→ **ASSIGNED TASK**: The job is to find each line of the records below that includes the word "green" and copy it.

### DATASET EXTRACT

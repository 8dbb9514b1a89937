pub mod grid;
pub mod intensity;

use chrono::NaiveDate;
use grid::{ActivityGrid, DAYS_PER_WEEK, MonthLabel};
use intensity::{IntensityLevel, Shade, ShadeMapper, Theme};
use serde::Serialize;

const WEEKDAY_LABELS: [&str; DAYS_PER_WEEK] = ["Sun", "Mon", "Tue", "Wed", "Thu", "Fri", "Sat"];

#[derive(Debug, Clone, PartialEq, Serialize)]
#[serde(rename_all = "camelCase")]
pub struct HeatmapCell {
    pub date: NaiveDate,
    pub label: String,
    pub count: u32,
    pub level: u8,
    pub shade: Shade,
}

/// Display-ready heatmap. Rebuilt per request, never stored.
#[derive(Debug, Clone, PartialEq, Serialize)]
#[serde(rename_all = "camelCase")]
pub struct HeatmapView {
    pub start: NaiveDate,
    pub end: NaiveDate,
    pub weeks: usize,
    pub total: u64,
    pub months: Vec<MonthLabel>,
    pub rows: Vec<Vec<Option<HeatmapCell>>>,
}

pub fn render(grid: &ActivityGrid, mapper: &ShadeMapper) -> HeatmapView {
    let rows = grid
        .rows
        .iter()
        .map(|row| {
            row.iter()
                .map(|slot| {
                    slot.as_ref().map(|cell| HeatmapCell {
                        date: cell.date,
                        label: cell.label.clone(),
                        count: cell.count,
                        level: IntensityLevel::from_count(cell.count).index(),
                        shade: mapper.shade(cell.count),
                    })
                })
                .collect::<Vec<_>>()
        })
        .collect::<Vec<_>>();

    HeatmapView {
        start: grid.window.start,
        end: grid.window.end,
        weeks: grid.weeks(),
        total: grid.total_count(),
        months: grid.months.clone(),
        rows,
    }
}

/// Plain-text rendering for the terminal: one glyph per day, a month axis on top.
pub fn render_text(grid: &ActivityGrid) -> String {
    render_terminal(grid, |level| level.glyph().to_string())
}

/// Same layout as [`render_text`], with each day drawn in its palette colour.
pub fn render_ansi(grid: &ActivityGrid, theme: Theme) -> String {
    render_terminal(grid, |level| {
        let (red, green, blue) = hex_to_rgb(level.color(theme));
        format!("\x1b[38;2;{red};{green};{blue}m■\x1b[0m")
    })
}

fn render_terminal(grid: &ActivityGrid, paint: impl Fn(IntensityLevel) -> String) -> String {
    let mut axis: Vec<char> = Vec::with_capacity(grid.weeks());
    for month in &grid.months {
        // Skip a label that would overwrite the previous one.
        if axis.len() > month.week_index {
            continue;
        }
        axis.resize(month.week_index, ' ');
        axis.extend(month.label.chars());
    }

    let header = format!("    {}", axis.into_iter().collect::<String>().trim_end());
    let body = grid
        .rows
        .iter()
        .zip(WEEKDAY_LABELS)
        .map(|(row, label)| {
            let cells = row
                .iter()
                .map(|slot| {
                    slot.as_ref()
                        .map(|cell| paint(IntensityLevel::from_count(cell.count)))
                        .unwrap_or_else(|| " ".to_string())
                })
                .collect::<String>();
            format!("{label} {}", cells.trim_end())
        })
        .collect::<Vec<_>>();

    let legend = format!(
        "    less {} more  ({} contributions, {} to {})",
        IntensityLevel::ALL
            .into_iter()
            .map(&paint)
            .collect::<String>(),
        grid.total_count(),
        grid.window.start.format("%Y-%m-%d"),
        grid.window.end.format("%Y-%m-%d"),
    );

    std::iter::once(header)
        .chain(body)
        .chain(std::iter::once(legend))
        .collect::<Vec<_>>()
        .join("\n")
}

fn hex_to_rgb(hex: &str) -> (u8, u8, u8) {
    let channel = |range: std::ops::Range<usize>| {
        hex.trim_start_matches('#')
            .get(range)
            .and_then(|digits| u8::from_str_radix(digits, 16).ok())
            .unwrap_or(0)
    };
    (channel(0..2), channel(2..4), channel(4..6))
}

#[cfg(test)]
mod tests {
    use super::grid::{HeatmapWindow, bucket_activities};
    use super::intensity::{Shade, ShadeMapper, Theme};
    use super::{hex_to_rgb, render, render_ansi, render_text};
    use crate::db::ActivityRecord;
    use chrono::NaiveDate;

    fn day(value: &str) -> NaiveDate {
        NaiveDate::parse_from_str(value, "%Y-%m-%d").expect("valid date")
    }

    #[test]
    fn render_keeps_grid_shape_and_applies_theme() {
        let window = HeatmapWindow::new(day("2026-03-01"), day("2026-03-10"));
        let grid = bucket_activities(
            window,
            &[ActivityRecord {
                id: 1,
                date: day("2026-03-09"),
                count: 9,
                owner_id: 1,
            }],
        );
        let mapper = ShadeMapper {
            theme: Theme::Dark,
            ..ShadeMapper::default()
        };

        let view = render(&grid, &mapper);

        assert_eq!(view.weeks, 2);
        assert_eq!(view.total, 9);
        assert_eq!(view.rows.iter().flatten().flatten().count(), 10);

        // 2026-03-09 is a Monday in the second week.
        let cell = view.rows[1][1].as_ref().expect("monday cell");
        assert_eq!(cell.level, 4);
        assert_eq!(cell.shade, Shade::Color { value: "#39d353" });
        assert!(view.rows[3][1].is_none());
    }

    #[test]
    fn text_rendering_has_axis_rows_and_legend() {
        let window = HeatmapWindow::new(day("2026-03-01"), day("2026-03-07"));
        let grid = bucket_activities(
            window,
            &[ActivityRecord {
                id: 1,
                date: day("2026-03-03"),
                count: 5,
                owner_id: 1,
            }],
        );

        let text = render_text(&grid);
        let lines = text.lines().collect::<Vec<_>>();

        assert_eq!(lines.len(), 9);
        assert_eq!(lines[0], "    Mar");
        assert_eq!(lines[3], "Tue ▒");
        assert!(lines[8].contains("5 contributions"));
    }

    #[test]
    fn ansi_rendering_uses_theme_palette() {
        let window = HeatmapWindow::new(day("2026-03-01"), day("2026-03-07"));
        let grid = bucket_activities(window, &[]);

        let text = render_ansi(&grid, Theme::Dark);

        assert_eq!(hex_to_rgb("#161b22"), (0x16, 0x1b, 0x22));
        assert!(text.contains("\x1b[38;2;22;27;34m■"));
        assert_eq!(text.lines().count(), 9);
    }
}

######

→ **EXPECTED OUTPUT**:
        let (red, green, blue) = hex_to_rgb(level.color(theme));
        format!("\x1b[38;2;{red};{green};{blue}m■\x1b[0m")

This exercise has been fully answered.